At six-two, the veteran detective had nine inches on Abigail in height, and, although he was pushing fifty, he could run ten miles and still move the next day. He’d taught her how to use free weights properly, and he’d taught her crime scene investigation. She’d taught him what it was like to lose someone to violence.
She’d taught him that seven years was the blink of an eye.
A page, filled with bloodred ink, went up in flames.
As I regain consciousness, I feel the ice pack on the lump on the back of my head and almost vomit from the raging pain of my concussion.

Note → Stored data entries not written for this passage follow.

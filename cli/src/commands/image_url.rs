//! `image-url` subcommand.

use stockdesk_shared::{asset_host, resolve_image_url};

/// Prints where the backend serves `reference` from.
pub fn run(api_base: &str, reference: Option<&str>) {
    println!("{}", resolve_image_url(&asset_host(api_base), reference));
}
//! Platform-neutral core of the StockDesk inventory admin.
//!
//! The browser frontend and the CLI both build on these pieces:
//! the item model, the session gate, draft validation, the closed error
//! taxonomy and the remote workflows behind [`api::InventoryApi`].

pub mod api;
pub mod controller;
pub mod draft;
pub mod error;
pub mod images;
pub mod memory;
pub mod model;
pub mod session;
pub mod workflow;

pub use api::{ApiFailure, ImageUpload, InventoryApi, ItemFields, ItemPayload};
pub use controller::InventoryAdmin;
pub use draft::{Draft, FormMode, ItemForm};
pub use error::{AdminError, DraftField, Operation, ValidationError};
pub use images::{asset_host, resolve_image_url, PLACEHOLDER_IMAGE};
pub use model::{Category, InventoryItem, ItemStatus, Prescription};
pub use session::{AuthContext, MemorySession, Role, SessionProvider, SessionUser};
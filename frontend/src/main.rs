//! Browser admin screen for the StockDesk inventory.

mod api;
mod components;
mod config;
mod i18n;
mod pages;
mod router;
mod session;

use yew::prelude::*;

#[function_component(App)]
fn app() -> Html {
    html! {
        <>
            <router::AppRouter />
        </>
    }
}

fn main() {
    yew::Renderer::<App>::new().render();
}
pub mod common {
    pub const LOADING: &str = "Loading...";
}

pub mod toast {
    pub const SUCCESS_TITLE: &str = "Done";
    pub const ERROR_TITLE: &str = "Something went wrong";
    pub const ARIA_CLOSE: &str = "Dismiss notification";
}

pub mod admin_inventory {
    pub const TITLE: &str = "Inventory";
    pub const SUBTITLE_TEMPLATE: &str = "{} items";
    pub const ADD_NEW: &str = "Add New";
    pub const SIGNED_IN_AS_TEMPLATE: &str = "Signed in as {}";
    pub const CONFIRM_DELETE: &str = "Are you sure you want to delete this item?";
}

pub mod inventory_table {
    pub const EMPTY: &str = "No inventory items yet.";
    pub const COL_IMAGE: &str = "Image";
    pub const COL_NAME: &str = "Name";
    pub const COL_CATEGORY: &str = "Category";
    pub const COL_BRAND: &str = "Brand";
    pub const COL_PRICE: &str = "Price";
    pub const COL_STOCK: &str = "Stock";
    pub const COL_STATUS: &str = "Status";
    pub const COL_PRESCRIPTION: &str = "Prescription";
    pub const COL_ACTIONS: &str = "Actions";
    pub const EDIT: &str = "Edit";
    pub const DELETE: &str = "Delete";
    pub const STATUS_ACTIVE: &str = "Active";
    pub const STATUS_INACTIVE: &str = "Inactive";
    pub const RX_REQUIRED: &str = "Required";
    pub const RX_NOT_REQUIRED: &str = "Not required";
}

pub mod item_form {
    pub const TITLE_CREATE: &str = "Add New Item";
    pub const TITLE_EDIT: &str = "Edit Item";
    pub const NAME: &str = "Name";
    pub const DESCRIPTION: &str = "Description";
    pub const CATEGORY: &str = "Category";
    pub const CATEGORY_PLACEHOLDER: &str = "Select a category";
    pub const PRICE: &str = "Price";
    pub const STOCK: &str = "Stock";
    pub const BRAND: &str = "Brand";
    pub const PACK_SIZE: &str = "Pack size";
    pub const STATUS: &str = "Status";
    pub const PRESCRIPTION: &str = "Prescription";
    pub const IMAGES: &str = "Images";
    pub const IMAGES_HINT_EDIT: &str = "Leave empty to keep the current images.";
    pub const CANCEL: &str = "Cancel";
    pub const SUBMIT_CREATE: &str = "Create";
    pub const SUBMIT_EDIT: &str = "Save";
    pub const SUBMITTING: &str = "Saving...";
}

pub mod login {
    pub const TITLE: &str = "Sign in required";
    pub const BODY: &str =
        "The inventory screen is only available to administrators. Sign in with an admin account and try again.";
    pub const RETRY: &str = "Back to inventory";
}

pub mod not_found {
    pub const TITLE: &str = "404 - Page not found";
    pub const BODY: &str = "Sorry, the page you are looking for does not exist.";
}
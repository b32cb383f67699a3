pub mod en;

pub use en as current;

pub fn fill_one(template: &str, value: impl std::fmt::Display) -> String {
    template.replacen("{}", &value.to_string(), 1)
}
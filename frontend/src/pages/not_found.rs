use yew::prelude::*;

use crate::i18n::current::not_found as t;

#[function_component(NotFoundPage)]
pub fn not_found_page() -> Html {
    html! {
        <main class={classes!("container", "py-16", "text-center")}>
            <h2 class="text-2xl font-semibold">{ t::TITLE }</h2>
            <p class="mt-2 text-[var(--muted)]">{ t::BODY }</p>
        </main>
    }
}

“Don’t move,” my husband tells me quietly. “An ambulance is on the way.”
I try to tell him that I’m fine, but I become very still as I notice the anger in his face. The knowledge. The awful sense of betrayal.
He knows who did this to me.
Bob pointed at the five-pound Folgers coffee can that she had set on the plastic chair, behind the stack of spiral notebooks. “What’s that for?”
“The ashes.”
“Come again?”
“I’m performing a cleansing ritual.”
“A firebug I arrested ten years ago said the same thing.”
“This is different,” Abigail said, watching the pages blacken and burn. Once Bob left, she’d finish tearing up the last two notebooks, burn their pages, rid herself of their raw emotion.
Detective Bob O’Reilly of the BPD wouldn’t understand cleansing rituals.